• Provided data

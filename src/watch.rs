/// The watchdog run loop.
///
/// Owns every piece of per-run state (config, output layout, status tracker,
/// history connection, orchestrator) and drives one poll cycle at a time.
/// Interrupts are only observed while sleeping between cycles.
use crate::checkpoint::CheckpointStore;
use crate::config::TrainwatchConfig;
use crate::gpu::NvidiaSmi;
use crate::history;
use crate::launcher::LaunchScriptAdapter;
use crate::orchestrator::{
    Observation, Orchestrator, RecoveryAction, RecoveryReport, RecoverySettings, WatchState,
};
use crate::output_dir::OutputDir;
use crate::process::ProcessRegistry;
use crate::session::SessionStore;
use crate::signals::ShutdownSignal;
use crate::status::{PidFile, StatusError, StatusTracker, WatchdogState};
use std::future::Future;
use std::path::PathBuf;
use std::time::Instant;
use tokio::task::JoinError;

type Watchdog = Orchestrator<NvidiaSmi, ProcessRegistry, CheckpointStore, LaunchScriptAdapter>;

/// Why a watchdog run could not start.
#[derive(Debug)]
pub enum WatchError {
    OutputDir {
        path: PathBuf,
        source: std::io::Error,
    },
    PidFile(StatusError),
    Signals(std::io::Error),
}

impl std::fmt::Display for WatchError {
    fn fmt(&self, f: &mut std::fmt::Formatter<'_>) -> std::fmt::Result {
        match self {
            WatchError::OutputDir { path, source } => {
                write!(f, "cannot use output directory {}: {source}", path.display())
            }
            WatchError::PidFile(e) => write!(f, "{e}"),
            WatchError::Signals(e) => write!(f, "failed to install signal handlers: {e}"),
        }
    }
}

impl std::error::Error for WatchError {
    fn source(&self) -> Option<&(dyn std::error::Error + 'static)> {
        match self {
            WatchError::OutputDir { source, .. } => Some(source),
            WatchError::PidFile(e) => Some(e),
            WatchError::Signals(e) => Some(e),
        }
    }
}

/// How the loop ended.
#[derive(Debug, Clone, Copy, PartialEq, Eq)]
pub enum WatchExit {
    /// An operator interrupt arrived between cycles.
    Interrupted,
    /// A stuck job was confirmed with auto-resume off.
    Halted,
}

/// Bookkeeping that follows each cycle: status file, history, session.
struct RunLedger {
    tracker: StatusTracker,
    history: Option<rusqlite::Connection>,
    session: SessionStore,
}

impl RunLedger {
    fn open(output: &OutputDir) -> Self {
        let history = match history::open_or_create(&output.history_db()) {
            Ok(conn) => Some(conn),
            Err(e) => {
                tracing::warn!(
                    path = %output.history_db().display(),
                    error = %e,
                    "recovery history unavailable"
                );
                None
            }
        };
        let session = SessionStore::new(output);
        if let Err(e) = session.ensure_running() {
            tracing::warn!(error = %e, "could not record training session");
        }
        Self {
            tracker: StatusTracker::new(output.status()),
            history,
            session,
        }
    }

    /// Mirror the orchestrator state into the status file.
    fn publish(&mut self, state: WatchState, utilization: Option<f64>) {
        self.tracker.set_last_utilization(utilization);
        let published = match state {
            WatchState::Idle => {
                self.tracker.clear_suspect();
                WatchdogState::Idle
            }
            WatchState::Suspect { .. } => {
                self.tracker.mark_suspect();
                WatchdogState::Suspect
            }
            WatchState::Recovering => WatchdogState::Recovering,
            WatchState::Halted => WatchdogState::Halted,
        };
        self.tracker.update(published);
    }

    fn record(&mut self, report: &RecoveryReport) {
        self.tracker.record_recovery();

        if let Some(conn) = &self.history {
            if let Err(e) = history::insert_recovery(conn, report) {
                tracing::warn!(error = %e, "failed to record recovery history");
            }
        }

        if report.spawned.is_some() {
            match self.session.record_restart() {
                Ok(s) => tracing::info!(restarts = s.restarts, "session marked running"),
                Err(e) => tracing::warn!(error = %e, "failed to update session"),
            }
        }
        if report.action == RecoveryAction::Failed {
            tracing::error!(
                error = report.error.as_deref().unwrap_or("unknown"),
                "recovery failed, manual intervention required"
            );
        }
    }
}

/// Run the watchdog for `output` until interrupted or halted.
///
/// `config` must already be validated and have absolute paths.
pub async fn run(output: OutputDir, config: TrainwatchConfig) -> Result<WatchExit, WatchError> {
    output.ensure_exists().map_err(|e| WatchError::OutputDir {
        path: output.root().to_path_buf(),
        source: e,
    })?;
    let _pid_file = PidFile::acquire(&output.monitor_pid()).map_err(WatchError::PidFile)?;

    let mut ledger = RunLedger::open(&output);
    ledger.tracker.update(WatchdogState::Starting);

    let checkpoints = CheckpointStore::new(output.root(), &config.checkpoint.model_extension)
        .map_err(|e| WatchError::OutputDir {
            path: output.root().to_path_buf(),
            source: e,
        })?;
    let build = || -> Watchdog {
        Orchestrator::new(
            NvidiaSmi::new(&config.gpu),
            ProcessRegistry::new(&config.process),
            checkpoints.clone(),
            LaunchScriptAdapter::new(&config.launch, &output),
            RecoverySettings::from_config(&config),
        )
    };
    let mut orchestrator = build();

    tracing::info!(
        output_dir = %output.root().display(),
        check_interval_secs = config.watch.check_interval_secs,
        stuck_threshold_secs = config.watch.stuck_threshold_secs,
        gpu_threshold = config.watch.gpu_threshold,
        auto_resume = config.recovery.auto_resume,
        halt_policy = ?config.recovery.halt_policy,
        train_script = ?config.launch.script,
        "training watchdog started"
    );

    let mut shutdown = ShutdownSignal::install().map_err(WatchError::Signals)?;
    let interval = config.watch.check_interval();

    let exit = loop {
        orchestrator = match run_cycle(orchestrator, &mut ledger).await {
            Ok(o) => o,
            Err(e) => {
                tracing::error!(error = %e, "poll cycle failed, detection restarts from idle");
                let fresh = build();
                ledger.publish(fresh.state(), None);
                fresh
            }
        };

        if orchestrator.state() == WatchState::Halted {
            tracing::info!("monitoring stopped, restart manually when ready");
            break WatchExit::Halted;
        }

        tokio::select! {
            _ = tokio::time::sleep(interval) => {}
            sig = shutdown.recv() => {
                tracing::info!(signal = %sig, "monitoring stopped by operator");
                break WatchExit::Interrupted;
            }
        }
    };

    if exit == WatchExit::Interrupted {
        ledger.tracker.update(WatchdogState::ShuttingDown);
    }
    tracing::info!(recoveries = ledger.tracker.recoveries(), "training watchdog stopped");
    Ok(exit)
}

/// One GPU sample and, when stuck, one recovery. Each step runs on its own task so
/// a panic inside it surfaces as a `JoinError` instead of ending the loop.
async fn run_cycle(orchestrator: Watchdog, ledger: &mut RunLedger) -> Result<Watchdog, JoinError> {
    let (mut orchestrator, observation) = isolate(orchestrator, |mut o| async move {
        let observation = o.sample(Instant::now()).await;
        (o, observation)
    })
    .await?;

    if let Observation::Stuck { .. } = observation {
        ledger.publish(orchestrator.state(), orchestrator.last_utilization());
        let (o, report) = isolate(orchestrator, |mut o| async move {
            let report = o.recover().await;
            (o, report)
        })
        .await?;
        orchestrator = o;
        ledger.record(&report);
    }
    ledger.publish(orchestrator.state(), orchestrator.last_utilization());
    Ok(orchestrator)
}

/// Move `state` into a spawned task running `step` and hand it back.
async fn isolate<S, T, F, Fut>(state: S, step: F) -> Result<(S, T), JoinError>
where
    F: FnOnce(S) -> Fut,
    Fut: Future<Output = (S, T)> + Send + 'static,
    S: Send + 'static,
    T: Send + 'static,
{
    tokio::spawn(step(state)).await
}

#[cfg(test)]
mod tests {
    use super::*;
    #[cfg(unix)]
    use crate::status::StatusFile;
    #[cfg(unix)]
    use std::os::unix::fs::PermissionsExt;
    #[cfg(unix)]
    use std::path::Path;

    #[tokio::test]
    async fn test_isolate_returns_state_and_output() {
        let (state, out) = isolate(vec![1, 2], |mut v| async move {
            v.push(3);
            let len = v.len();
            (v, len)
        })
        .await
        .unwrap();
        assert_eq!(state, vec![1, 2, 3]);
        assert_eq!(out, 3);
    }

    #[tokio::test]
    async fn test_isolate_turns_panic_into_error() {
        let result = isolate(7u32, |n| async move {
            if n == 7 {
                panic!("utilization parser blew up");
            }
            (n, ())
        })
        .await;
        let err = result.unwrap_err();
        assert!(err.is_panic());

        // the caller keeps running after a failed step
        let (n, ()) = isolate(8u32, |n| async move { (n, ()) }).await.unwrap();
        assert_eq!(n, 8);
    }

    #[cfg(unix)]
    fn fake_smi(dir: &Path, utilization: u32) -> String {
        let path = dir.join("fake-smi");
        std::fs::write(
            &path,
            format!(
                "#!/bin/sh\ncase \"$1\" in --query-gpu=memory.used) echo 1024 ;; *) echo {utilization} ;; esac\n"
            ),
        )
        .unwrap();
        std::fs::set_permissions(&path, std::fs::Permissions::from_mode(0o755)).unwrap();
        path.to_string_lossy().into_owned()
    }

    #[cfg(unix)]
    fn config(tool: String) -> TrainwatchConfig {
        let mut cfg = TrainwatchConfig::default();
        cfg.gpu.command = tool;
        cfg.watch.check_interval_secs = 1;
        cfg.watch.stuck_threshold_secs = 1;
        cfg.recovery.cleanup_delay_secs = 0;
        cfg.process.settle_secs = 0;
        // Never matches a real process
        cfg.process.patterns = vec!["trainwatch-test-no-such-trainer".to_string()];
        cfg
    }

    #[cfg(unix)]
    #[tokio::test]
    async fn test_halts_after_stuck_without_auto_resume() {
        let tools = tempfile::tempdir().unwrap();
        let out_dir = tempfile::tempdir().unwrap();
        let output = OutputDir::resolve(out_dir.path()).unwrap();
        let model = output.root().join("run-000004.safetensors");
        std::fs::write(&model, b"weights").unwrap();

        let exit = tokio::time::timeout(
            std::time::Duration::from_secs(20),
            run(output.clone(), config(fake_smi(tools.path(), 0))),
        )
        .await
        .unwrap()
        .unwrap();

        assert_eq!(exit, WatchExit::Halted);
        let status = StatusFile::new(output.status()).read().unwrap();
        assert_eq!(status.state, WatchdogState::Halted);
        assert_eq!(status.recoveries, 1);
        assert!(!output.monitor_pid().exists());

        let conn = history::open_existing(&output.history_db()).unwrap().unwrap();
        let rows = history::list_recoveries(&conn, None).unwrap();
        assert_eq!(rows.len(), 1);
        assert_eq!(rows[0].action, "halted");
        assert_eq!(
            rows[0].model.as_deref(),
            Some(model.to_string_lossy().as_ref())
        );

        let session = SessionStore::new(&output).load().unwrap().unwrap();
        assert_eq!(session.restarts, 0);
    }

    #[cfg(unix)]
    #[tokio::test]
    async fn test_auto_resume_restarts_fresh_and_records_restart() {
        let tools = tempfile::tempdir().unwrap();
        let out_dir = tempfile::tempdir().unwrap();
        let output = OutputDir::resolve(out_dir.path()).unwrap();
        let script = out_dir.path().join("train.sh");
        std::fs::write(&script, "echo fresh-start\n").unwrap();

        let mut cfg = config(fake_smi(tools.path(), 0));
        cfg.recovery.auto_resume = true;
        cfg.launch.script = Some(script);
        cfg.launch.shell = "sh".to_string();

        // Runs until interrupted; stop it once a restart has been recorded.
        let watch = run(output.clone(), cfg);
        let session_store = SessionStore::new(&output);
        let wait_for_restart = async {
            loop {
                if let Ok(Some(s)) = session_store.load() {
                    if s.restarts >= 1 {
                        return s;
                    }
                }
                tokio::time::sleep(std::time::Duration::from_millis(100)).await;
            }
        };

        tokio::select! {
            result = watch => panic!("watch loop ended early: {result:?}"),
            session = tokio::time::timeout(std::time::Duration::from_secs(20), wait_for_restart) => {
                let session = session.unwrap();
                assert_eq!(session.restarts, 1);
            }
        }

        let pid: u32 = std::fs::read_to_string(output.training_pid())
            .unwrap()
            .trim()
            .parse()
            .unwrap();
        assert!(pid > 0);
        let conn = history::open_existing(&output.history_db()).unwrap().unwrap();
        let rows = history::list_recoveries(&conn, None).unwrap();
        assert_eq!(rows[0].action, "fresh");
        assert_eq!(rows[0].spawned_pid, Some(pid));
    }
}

* * *

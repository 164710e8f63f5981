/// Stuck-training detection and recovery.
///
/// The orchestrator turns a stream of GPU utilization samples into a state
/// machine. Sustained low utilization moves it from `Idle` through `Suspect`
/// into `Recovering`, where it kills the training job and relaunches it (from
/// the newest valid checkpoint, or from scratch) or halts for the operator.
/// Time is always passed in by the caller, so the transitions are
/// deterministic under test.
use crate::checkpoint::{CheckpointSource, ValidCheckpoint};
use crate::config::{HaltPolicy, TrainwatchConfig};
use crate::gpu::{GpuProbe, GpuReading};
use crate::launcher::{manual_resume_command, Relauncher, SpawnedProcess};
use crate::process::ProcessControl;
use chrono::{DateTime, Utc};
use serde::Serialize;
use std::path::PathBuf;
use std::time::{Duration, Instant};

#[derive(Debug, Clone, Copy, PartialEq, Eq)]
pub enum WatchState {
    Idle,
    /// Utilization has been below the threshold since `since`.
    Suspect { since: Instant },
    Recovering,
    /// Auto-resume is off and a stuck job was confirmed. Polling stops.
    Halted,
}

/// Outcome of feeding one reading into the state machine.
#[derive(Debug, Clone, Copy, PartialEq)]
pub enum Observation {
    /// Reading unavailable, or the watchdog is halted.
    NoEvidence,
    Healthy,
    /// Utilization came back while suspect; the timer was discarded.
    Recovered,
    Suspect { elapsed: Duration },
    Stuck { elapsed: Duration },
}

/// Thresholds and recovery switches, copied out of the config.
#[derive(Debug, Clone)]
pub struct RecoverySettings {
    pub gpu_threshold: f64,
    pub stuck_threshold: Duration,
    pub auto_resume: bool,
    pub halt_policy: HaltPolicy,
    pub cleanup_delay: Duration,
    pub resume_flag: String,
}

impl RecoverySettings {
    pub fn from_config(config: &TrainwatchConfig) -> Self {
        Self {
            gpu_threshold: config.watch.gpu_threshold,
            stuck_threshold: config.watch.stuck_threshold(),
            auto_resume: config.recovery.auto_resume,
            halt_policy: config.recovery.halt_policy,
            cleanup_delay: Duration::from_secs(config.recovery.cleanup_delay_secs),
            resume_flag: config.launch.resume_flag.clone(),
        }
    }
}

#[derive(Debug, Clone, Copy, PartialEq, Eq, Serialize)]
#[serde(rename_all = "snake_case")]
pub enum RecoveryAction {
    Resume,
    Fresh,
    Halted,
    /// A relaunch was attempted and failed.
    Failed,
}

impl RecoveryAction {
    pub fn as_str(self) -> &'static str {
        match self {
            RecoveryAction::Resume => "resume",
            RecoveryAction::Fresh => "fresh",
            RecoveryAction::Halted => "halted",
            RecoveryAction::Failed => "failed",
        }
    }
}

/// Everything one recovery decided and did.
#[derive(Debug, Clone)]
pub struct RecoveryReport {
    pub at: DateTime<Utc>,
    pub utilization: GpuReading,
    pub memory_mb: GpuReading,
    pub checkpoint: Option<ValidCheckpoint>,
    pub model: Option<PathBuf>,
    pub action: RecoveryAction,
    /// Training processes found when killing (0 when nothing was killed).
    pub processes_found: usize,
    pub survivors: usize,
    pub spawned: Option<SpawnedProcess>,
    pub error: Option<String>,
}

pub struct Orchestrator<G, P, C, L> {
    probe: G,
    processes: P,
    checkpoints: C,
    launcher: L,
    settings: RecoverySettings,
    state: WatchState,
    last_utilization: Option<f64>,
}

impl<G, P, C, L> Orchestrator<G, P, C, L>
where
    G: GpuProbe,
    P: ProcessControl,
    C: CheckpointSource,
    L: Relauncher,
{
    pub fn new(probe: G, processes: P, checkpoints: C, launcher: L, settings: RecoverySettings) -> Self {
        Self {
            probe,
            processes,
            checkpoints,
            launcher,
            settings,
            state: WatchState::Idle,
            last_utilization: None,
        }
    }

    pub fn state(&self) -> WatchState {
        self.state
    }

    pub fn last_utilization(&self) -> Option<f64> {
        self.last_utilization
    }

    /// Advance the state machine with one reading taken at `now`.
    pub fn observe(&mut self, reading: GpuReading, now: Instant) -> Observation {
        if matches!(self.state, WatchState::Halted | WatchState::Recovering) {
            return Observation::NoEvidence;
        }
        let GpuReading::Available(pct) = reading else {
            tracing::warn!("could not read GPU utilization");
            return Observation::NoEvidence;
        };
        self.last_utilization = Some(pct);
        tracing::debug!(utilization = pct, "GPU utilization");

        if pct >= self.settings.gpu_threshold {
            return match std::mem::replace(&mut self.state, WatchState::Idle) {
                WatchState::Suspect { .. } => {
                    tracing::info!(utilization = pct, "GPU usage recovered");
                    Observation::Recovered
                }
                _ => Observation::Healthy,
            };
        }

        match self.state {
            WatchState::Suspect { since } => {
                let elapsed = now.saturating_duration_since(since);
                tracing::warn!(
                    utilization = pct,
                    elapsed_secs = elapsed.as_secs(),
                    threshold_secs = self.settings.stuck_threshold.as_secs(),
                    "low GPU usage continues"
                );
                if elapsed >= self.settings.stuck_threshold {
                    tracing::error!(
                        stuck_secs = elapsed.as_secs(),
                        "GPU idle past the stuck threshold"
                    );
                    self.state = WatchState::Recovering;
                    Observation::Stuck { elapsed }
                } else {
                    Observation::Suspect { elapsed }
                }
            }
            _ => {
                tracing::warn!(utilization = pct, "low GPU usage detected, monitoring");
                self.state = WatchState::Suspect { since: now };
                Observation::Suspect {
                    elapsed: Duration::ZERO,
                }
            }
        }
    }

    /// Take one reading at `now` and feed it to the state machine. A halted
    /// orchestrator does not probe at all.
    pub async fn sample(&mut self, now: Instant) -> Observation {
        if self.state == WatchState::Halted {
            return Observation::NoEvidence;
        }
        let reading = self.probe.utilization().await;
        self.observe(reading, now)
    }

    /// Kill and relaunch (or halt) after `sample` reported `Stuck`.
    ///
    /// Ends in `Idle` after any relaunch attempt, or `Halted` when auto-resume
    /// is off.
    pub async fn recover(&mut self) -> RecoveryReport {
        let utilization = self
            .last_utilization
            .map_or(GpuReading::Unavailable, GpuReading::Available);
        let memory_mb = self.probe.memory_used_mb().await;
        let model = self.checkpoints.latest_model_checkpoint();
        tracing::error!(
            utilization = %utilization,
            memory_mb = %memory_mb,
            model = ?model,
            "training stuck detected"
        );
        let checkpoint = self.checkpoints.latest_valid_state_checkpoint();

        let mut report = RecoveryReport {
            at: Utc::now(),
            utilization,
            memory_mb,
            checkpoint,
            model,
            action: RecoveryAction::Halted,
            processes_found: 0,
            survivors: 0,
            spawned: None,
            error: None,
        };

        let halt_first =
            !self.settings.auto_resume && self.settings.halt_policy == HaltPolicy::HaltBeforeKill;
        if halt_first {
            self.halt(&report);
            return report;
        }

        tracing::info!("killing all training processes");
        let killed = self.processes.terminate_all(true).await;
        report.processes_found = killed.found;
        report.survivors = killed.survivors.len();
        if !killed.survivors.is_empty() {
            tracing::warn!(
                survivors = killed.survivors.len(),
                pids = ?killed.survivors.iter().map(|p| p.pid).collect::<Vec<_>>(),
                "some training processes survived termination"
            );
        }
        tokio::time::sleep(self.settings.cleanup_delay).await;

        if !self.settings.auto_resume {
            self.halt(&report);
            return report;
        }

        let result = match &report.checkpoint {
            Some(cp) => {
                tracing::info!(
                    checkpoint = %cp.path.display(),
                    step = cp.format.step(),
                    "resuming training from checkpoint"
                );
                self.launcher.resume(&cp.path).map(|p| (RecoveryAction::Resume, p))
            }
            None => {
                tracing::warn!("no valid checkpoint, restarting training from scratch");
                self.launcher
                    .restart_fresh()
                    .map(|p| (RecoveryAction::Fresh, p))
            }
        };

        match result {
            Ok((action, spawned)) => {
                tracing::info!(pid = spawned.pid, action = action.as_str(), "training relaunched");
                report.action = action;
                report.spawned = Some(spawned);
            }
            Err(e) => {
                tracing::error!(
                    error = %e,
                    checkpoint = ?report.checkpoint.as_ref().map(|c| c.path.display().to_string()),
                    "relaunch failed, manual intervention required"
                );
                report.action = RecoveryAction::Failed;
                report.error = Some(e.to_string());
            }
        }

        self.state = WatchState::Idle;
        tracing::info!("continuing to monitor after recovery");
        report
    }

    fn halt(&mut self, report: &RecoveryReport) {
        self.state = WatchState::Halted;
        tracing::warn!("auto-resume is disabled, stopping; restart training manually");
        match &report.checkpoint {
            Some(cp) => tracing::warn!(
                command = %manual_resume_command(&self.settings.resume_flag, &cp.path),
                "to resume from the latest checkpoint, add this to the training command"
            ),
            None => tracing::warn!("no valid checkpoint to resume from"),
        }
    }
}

• Problem requirements
Show all lines above containing "RecoveryReport".

• Task result
    Observation, Orchestrator, RecoveryAction, RecoveryReport, RecoverySettings, WatchState,
    fn record(&mut self, report: &RecoveryReport) {
pub struct RecoveryReport {
    pub async fn recover(&mut self) -> RecoveryReport {
        let mut report = RecoveryReport {
    fn halt(&mut self, report: &RecoveryReport) {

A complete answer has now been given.